Start of Block

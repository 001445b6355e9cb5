//! Sentence similarity graph construction
//!
//! Pairwise cosine similarity computed through an inverted term index: a
//! sentence is only compared with sentences that share at least one term.
//! Each pair is computed once (upper triangle) and mirrored, so the graph is
//! exactly symmetric.

use rayon::prelude::*;
use rustc_hash::FxHashMap;

use super::csr::CsrGraph;
use crate::summarizer::vectorizer::SparseVector;
use crate::types::TermId;

/// Builds a [`CsrGraph`] of cosine similarities between sentence vectors
#[derive(Debug, Clone, Copy)]
pub struct SimilarityGraphBuilder {
    parallel: bool,
}

impl Default for SimilarityGraphBuilder {
    fn default() -> Self {
        Self::new()
    }
}

impl SimilarityGraphBuilder {
    pub fn new() -> Self {
        Self { parallel: false }
    }

    /// Compute rows on the rayon pool
    pub fn with_parallel(mut self, parallel: bool) -> Self {
        self.parallel = parallel;
        self
    }

    /// Build the similarity graph. Zero-norm vectors become isolated nodes.
    pub fn build(&self, vectors: &[SparseVector]) -> CsrGraph {
        let n = vectors.len();
        if n == 0 {
            return CsrGraph::default();
        }

        // term -> (sentence, weight), ascending by sentence
        let mut postings: FxHashMap<TermId, Vec<(u32, f64)>> = FxHashMap::default();
        for (i, vector) in vectors.iter().enumerate() {
            for &(term, weight) in &vector.entries {
                postings.entry(term).or_default().push((i as u32, weight));
            }
        }

        let row = |i: usize| upper_row(i, vectors, &postings);
        let upper: Vec<Vec<(u32, f64)>> = if self.parallel && n >= 256 {
            (0..n).into_par_iter().map(row).collect()
        } else {
            (0..n).map(row).collect()
        };

        CsrGraph::from_upper_rows(n, &upper)
    }
}

/// Similarities between sentence `i` and every later sentence sharing a term.
fn upper_row(
    i: usize,
    vectors: &[SparseVector],
    postings: &FxHashMap<TermId, Vec<(u32, f64)>>,
) -> Vec<(u32, f64)> {
    let vector = &vectors[i];
    if vector.is_zero() {
        return Vec::new();
    }

    let mut dots: FxHashMap<u32, f64> = FxHashMap::default();
    for &(term, weight) in &vector.entries {
        let list = &postings[&term];
        let after = list.partition_point(|&(j, _)| j as usize <= i);
        for &(j, other_weight) in &list[after..] {
            *dots.entry(j).or_insert(0.0) += weight * other_weight;
        }
    }

    let mut row: Vec<(u32, f64)> = dots
        .into_iter()
        .filter_map(|(j, dot)| {
            let similarity = (dot / (vector.norm * vectors[j as usize].norm)).clamp(0.0, 1.0);
            (similarity > 0.0).then_some((j, similarity))
        })
        .collect();
    row.sort_unstable_by_key(|&(j, _)| j);
    row
}
//! Graph construction and representation
//!
//! This module builds and stores the sentence similarity graph that
//! TextRank iterates over.

pub mod builder;
pub mod csr;

pub use builder::SimilarityGraphBuilder;
pub use csr::CsrGraph;
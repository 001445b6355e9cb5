//! Core data model: documents, sentences, chunks, keywords.
//!
//! Sentences and chunks never copy text. A [`Sentence`] is a byte span into
//! the [`Document`] buffer and a [`Chunk`] is a range of global sentence
//! indices, so boundaries are cheap to validate and nothing is duplicated.

use std::ops::Range;

use rustc_hash::FxHashMap;
use serde::Serialize;

/// Interned term identifier, dense in `0..vocabulary.len()`.
pub type TermId = u32;

/// Interning table for normalized terms.
#[derive(Debug, Clone, Default)]
pub struct Vocabulary {
    term_to_id: FxHashMap<String, TermId>,
    terms: Vec<String>,
}

impl Vocabulary {
    pub fn new() -> Self {
        Self::default()
    }

    /// Get or assign the id for a term.
    pub fn intern(&mut self, term: &str) -> TermId {
        if let Some(&id) = self.term_to_id.get(term) {
            return id;
        }

        let id = self.terms.len() as TermId;
        self.term_to_id.insert(term.to_string(), id);
        self.terms.push(term.to_string());
        id
    }

    pub fn term(&self, id: TermId) -> &str {
        &self.terms[id as usize]
    }

    pub fn len(&self) -> usize {
        self.terms.len()
    }

    pub fn is_empty(&self) -> bool {
        self.terms.is_empty()
    }
}

/// A word unit produced by a tokenizer, before interning.
#[derive(Debug, Clone, Copy, PartialEq, Eq)]
pub struct Token<'a> {
    pub text: &'a str,
    pub is_stopword: bool,
}

/// One segmented sentence.
#[derive(Debug, Clone, PartialEq, Eq)]
pub struct Sentence {
    /// Byte span into the document text.
    pub span: Range<usize>,
    /// Number of Unicode scalar values in the span.
    pub char_len: usize,
    /// Position in the whole document.
    pub index: usize,
    /// Content terms in order, stop words removed, duplicates kept.
    pub terms: Vec<TermId>,
}

impl Sentence {
    /// The sentence text, borrowed from the document buffer.
    pub fn text<'a>(&self, source: &'a str) -> &'a str {
        &source[self.span.clone()]
    }

    /// Short sentences without content terms rank after everything else at selection.
    pub fn is_demoted(&self, min_chars: usize) -> bool {
        self.char_len < min_chars && self.terms.is_empty()
    }
}

/// A sentence-aligned, contiguous slice of a document.
#[derive(Debug, Clone, PartialEq, Eq)]
pub struct Chunk {
    /// Merge-order key.
    pub index: usize,
    /// Global sentence indices covered by this chunk.
    pub sentences: Range<usize>,
    /// Sum of the sentences' character counts.
    pub char_count: usize,
}

impl Chunk {
    pub fn len(&self) -> usize {
        self.sentences.len()
    }

    pub fn is_empty(&self) -> bool {
        self.sentences.is_empty()
    }

    /// Global index of the sentence at `local` within this chunk.
    pub fn global_index(&self, local: usize) -> usize {
        self.sentences.start + local
    }
}

/// The immutable text buffer plus everything derived from segmenting it.
#[derive(Debug, Clone)]
pub struct Document {
    text: String,
    char_count: usize,
    sentences: Vec<Sentence>,
    vocabulary: Vocabulary,
    chunks: Vec<Chunk>,
}

impl Document {
    pub fn new(
        text: String,
        sentences: Vec<Sentence>,
        vocabulary: Vocabulary,
        chunks: Vec<Chunk>,
    ) -> Self {
        let char_count = text.chars().count();
        Self {
            text,
            char_count,
            sentences,
            vocabulary,
            chunks,
        }
    }

    pub fn text(&self) -> &str {
        &self.text
    }

    /// Total character count of the input, whitespace included.
    pub fn char_count(&self) -> usize {
        self.char_count
    }

    pub fn sentences(&self) -> &[Sentence] {
        &self.sentences
    }

    pub fn vocabulary(&self) -> &Vocabulary {
        &self.vocabulary
    }

    pub fn chunks(&self) -> &[Chunk] {
        &self.chunks
    }

    /// Sentences belonging to a chunk.
    pub fn chunk_sentences(&self, chunk: &Chunk) -> &[Sentence] {
        &self.sentences[chunk.sentences.clone()]
    }

    pub fn sentence_text(&self, sentence: &Sentence) -> &str {
        sentence.text(&self.text)
    }
}

/// A document keyword with its aggregate TF-IDF weight.
#[derive(Debug, Clone, PartialEq, Serialize)]
pub struct Keyword {
    pub term: String,
    pub weight: f64,
}

impl Keyword {
    pub fn new(term: impl Into<String>, weight: f64) -> Self {
        Self {
            term: term.into(),
            weight,
        }
    }
}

End of Block

What needs to be done:
In the data above, which lines lie between the line with "(similarity > 0.0).then_some((j, similarity))" and the line with "pub fn intern(&mut", inclusive? Print those lines exactly and nothing else.

Answer box:
            (similarity > 0.0).then_some((j, similarity))
        })
        .collect();
    row.sort_unstable_by_key(|&(j, _)| j);
    row
}
//! Graph construction and representation
//!
//! This module builds and stores the sentence similarity graph that
//! TextRank iterates over.

pub mod builder;
pub mod csr;

pub use builder::SimilarityGraphBuilder;
pub use csr::CsrGraph;
repository 001445b6355e9cb5
//! Core data model: documents, sentences, chunks, keywords.
//!
//! Sentences and chunks never copy text. A [`Sentence`] is a byte span into
//! the [`Document`] buffer and a [`Chunk`] is a range of global sentence
//! indices, so boundaries are cheap to validate and nothing is duplicated.

use std::ops::Range;

use rustc_hash::FxHashMap;
use serde::Serialize;

/// Interned term identifier, dense in `0..vocabulary.len()`.
pub type TermId = u32;

/// Interning table for normalized terms.
#[derive(Debug, Clone, Default)]
pub struct Vocabulary {
    term_to_id: FxHashMap<String, TermId>,
    terms: Vec<String>,
}

impl Vocabulary {
    pub fn new() -> Self {
        Self::default()
    }

    /// Get or assign the id for a term.
    pub fn intern(&mut self, term: &str) -> TermId {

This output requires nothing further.